En los últimos años de la década de los ochentas, el destacado narrador peruano Alfredo Pita, radicado en París y periodista de una conocida agencia de prensa, tuvo la singular ocasión de entrevistar al gran Hugo Pratt. Posteriormente la entrevista se perdió en los archivos de los periódicos que la publicaron en la época. Después de varios meses de tenaz e incansable búsqueda, fue ardua y dificultosa la labor de recuperarla en los archivos de papel del autor. Hoy la entrevista ha reaparecido y Alfredo, con una extremada generosidad, la comparte con “El lector de historietas” y además, robándole horas al trabajo y al descanso, ha redactado para esta ocasión, una crónica de su inolvidable encuentro con el genial Hugo Pratt. (Gabriel Zárate)
UN DESAYUNO CON HUGO PRATT JUNTO AL SENA
Por Alfredo Pita
A fines de los años 80, el padre de Corto Maltés, el dibujante italiano Hugo Pratt, en las breves temporadas que por entonces pasaba en París solía alojarse en el hotel Esmeralda, en el Barrio Latino, donde trabajaban varios peruanos amigos míos. El Esmeralda era, y es, un hotelito de dos estrellas, vetusto y mal equipado, pero con gran encanto y con una ventaja que le envidian muchos de sus congéneres de categoría tres y cuatro: está situado en la rue Saint Julien le Pauvre, junto al Sena, y casi frente a Notre Dame, lo que da a sus habitaciones superiores una vista invalorable, e inolvidable, hacia un París evocador y sin tiempo.
Uno de los responsables del hotel en esa época era un gran amigo, el escritor serbio Goran Tocilovac, quien por haberse formado en la Universidad de San Marcos, en Lima, y leyendo a nuestros mejores escritores, sólo escribe en el castellano nuestro, por lo que se le asimila con frecuencia a la literatura peruana. Un día de 1988 ó 1989, Goran me previno que Pratt estaba por llegar y yo le pedí que le solicitara en mi nombre una entrevista.
El hombre no tuvo ningún problema en concedérmela. Me citó una mañana, a la hora del desayuno, y en torno a un buen café, al jugo de naranja y a los croissants que nos hizo servir Goran, conversamos un par de horas en el minúsculo comedor del hotel, que debido a su techo o a sus arcos de piedra, bajísimos, más parecía la alacena o sala de armas de algún improbable castillo medieval. Goran nos acompañaba. Pratt era como me lo imaginaba, la persona contenida y afable de la que hablaban las fotos que había visto de él. Parco y a la vez comunicativo, llano y sin énfasis, dispuesto a contarlo todo si su interlocutor le hacía las preguntas correctas.
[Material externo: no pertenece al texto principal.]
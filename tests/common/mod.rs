#![allow(dead_code)]

use std::fs::File;
use std::io::Write;
use std::path::{Path, PathBuf};

use calamine::{Data, Reader, open_workbook_auto};
use rusqlite::Connection;
use rust_xlsxwriter::Workbook;
use sheet_recon::data::Value;
use sheet_recon::source::{MemoryExecutor, QueryResult, SourceCatalog};
use tempfile::{TempDir, tempdir};

/// Scratch directory helper that cleans up files automatically on drop.
pub struct TestWorkspace {
    temp_dir: TempDir,
}

impl TestWorkspace {
    pub fn new() -> Self {
        Self {
            temp_dir: tempdir().expect("temp dir"),
        }
    }

    pub fn path(&self) -> &Path {
        self.temp_dir.path()
    }

    pub fn join(&self, name: &str) -> PathBuf {
        self.temp_dir.path().join(name)
    }

    /// Writes `contents` into a file under the workspace and returns the path.
    pub fn write(&self, name: &str, contents: &str) -> PathBuf {
        let path = self.join(name);
        let mut file = File::create(&path).expect("create temp file");
        file.write_all(contents.as_bytes())
            .expect("write temp file contents");
        path
    }

    /// Writes an xlsx export with one worksheet per fixture sheet.
    pub fn write_workbook(&self, name: &str, sheets: &[FixtureSheet]) -> PathBuf {
        let path = self.join(name);
        let mut workbook = Workbook::new();
        for sheet in sheets {
            let worksheet = workbook.add_worksheet();
            worksheet.set_name(sheet.name).expect("sheet name");
            for (col, header) in sheet.headers.iter().enumerate() {
                worksheet
                    .write_string(0, col as u16, *header)
                    .expect("write header");
            }
            for (row_idx, row) in sheet.rows.iter().enumerate() {
                let row_num = (row_idx + 1) as u32;
                for (col, value) in row.iter().enumerate() {
                    let col = col as u16;
                    match value {
                        Value::Null => {}
                        Value::Integer(i) => {
                            worksheet.write_number(row_num, col, *i as f64).expect("write number");
                        }
                        Value::Float(f) => {
                            worksheet.write_number(row_num, col, *f).expect("write number");
                        }
                        other => {
                            worksheet
                                .write_string(row_num, col, other.as_display())
                                .expect("write string");
                        }
                    }
                }
            }
        }
        workbook.save(&path).expect("save workbook");
        path
    }
}

pub struct FixtureSheet {
    pub name: &'static str,
    pub headers: Vec<&'static str>,
    pub rows: Vec<Vec<Value>>,
}

impl FixtureSheet {
    pub fn new(name: &'static str, headers: &[&'static str], rows: Vec<Vec<Value>>) -> Self {
        Self {
            name,
            headers: headers.to_vec(),
            rows,
        }
    }
}

pub fn text(value: &str) -> Value {
    Value::from(value)
}

pub fn num(value: i64) -> Value {
    Value::Integer(value)
}

pub fn columns(names: &[&str]) -> Vec<String> {
    names.iter().map(|n| n.to_string()).collect()
}

/// Four sheets: a monthly trend, a store/target sheet, a weekday/weekend
/// trend and one sheet no source can back.
pub fn dashboard_sheets() -> Vec<FixtureSheet> {
    vec![
        FixtureSheet::new(
            "Sales Trends",
            &["Identifier", "Actual Sales"],
            vec![vec![text("Jan"), num(1000)], vec![text("Feb"), num(1200)]],
        ),
        FixtureSheet::new(
            "Store Sales",
            &["Identifier", "Actual Sales", "Target"],
            vec![vec![text("Love Library"), text("1,500"), num(2000)]],
        ),
        FixtureSheet::new(
            "Weekly Trends",
            &["Identifier", "Previous Year", "Current Year"],
            vec![
                vec![text("WEEKDAY"), num(700), num(800)],
                vec![text("WEEKEND"), num(300), num(350)],
            ],
        ),
        FixtureSheet::new("Odd", &["foo", "bar"], vec![vec![text("x"), num(1)]]),
    ]
}

/// Sources backing [`dashboard_sheets`]. February and the store target
/// disagree with the export on purpose.
pub fn dashboard_executor() -> MemoryExecutor {
    MemoryExecutor::new()
        .with_result(
            "SalesTrend",
            QueryResult::new(
                columns(&["Month", "CurrentYearSales", "PreviousYearSales"]),
                vec![
                    vec![text("January"), num(1000), num(900)],
                    vec![text("February"), num(1250), num(1100)],
                ],
            ),
        )
        .with_result(
            "StorewiseActualVsTarget_Vertical_SortedByActual",
            QueryResult::new(
                columns(&["StoreName", "ActualSales", "Target"]),
                vec![vec![text("Love Library"), Value::Float(1500.0), num(1800)]],
            ),
        )
        .with_result(
            "TopStoresbySales",
            QueryResult::new(
                columns(&["StoreName", "Sales"]),
                vec![vec![text("Love Library"), num(1500)]],
            ),
        )
        .with_result(
            "WeeklyTrendswidget",
            QueryResult::new(
                columns(&["Week", "CurrentYearSales", "PreviousYearSales"]),
                vec![
                    vec![text("WEEKDAY"), num(800), num(700)],
                    vec![text("WEEKEND"), num(350), num(300)],
                ],
            ),
        )
        .with_failure("TopBrandsBySales", "connection reset")
}

/// SQLite database and source catalog equivalent to [`dashboard_executor`]
/// for the sources the CLI tests need.
pub fn write_dashboard_db(workspace: &TestWorkspace) -> (PathBuf, PathBuf) {
    let db = workspace.join("dashboard.db");
    let conn = Connection::open(&db).expect("open db");
    conn.execute_batch(
        "CREATE TABLE monthly (year INTEGER, month TEXT, current REAL, previous REAL, seq INTEGER);
         INSERT INTO monthly VALUES (2024, 'January', 1000, 900, 1);
         INSERT INTO monthly VALUES (2024, 'February', 1250, 1100, 2);
         CREATE TABLE stores (year INTEGER, store_id TEXT, name TEXT, actual REAL, target REAL);
         INSERT INTO stores VALUES (2024, '717', 'Love Library', 1500, 1800);",
    )
    .expect("seed db");

    let mut catalog = SourceCatalog::default();
    catalog.insert(
        "SalesTrend",
        "SELECT month AS Month, current AS CurrentYearSales, previous AS PreviousYearSales \
         FROM monthly WHERE year = :year ORDER BY seq",
    );
    catalog.insert(
        "StorewiseActualVsTarget_Vertical_SortedByActual",
        "SELECT name AS StoreName, actual AS ActualSales, target AS Target FROM stores \
         WHERE year = ?1 AND (?3 IS NULL OR store_id = ?3) ORDER BY actual DESC",
    );
    let queries = workspace.join("queries.yml");
    catalog.save(&queries).expect("save catalog");
    (db, queries)
}

/// Cell texts of one worksheet in a written report.
pub fn read_sheet(path: &Path, name: &str) -> Vec<Vec<String>> {
    let mut workbook = open_workbook_auto(path).expect("open report");
    let range = workbook.worksheet_range(name).expect("report sheet");
    range
        .rows()
        .map(|row| {
            row.iter()
                .map(|cell| match cell {
                    Data::Empty => String::new(),
                    Data::Float(f) if f.fract() == 0.0 => format!("{}", *f as i64),
                    other => other.to_string(),
                })
                .collect()
        })
        .collect()
}

pub fn sheet_names(path: &Path) -> Vec<String> {
    open_workbook_auto(path)
        .expect("open report")
        .sheet_names()
        .to_vec()
}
Desde mi llegada a París para quedarme, a fines de 1983, me encontré con la moda de Corto Maltés (Corto Maltese en italiano y francés). Casi todo el mundo, entre mis conocidos, leía la historieta de culto de Pratt y apreciaba su personaje libertario, hierático en sus conquistas y certero en sus juicios y silencios, así como las precisas inserciones en la Historia, en la grande, que eran sus peripecias.
Corto Maltés era un héroe contemporáneo que venía de un pasado reciente, que nos hablaba desde un anteayer histórico lleno de referencias y detalles que ilustraban, iluminaban, nuestro presente. Viajar con él, acompañarlo en sus aventuras, era enriquecerse en más de un plano. Leí varias de las entregas y vi con satisfacción que el arte de Pratt no sólo se había depurado, sino que seguía contando historias con esa magia que ya me había cautivado en otro tiempo y otra dimensión.
Porque, para mí, Hugo Pratt no era un desconocido, para nada. Niño aún, en mi remota Celendín, en el norte andino peruano, a fines de los años 50, junto con mi primo Jorge Antonio Chávez —como yo gran lector de cuanta novela nos caía en las manos, y también de “chistes”, de historietas—, lo habíamos descubierto en publicaciones argentinas que milagrosamente llegaban hasta nosotros. Poco a poco nos habíamos vuelto fanáticos de sus personajes épicos, entrañables, como el Sargento Kirk, Ernie Pick o Ann y Dan (Ann de la jungla), personajes de acción, parcos, diferentes, que dialogaban usando las palabras precisas, nada más, y que nos sacaban de nuestro consumo semanal de Tarzán, Superman o Batman. Pratt era pues, para mí, un viejo contador de aventuras. Cuando se lo dije, Pratt sonrió con modestia, me miró con curiosidad y me trató con más amistad aún.
Mi objetivo era hacerle una entrevista corta, un diálogo que incluyese alguna novedad y que cupiese en las exiguas dimensiones de un despacho, de un cable. Hablamos de todo, de su infancia en Etiopía, del fascismo italiano en África, de sus años de aprendizaje en Italia y Argentina, de su nueva etapa europea, de su gloria reciente, que él vivía al parecer con modestia. Como buen profesional, y tal vez porque él sabía hacia donde yo iba, me ayudó plenamente en mi objetivo. Yo buscaba una primicia y me la dio. Es así que en mi cable logré incluir un tema que no se había tocado antes, creo, y que era el final de la carrera y vida de Corto Maltés, sus últimos gestos y andares, antes de que el telón se cerrase también para él, como para toda criatura humana.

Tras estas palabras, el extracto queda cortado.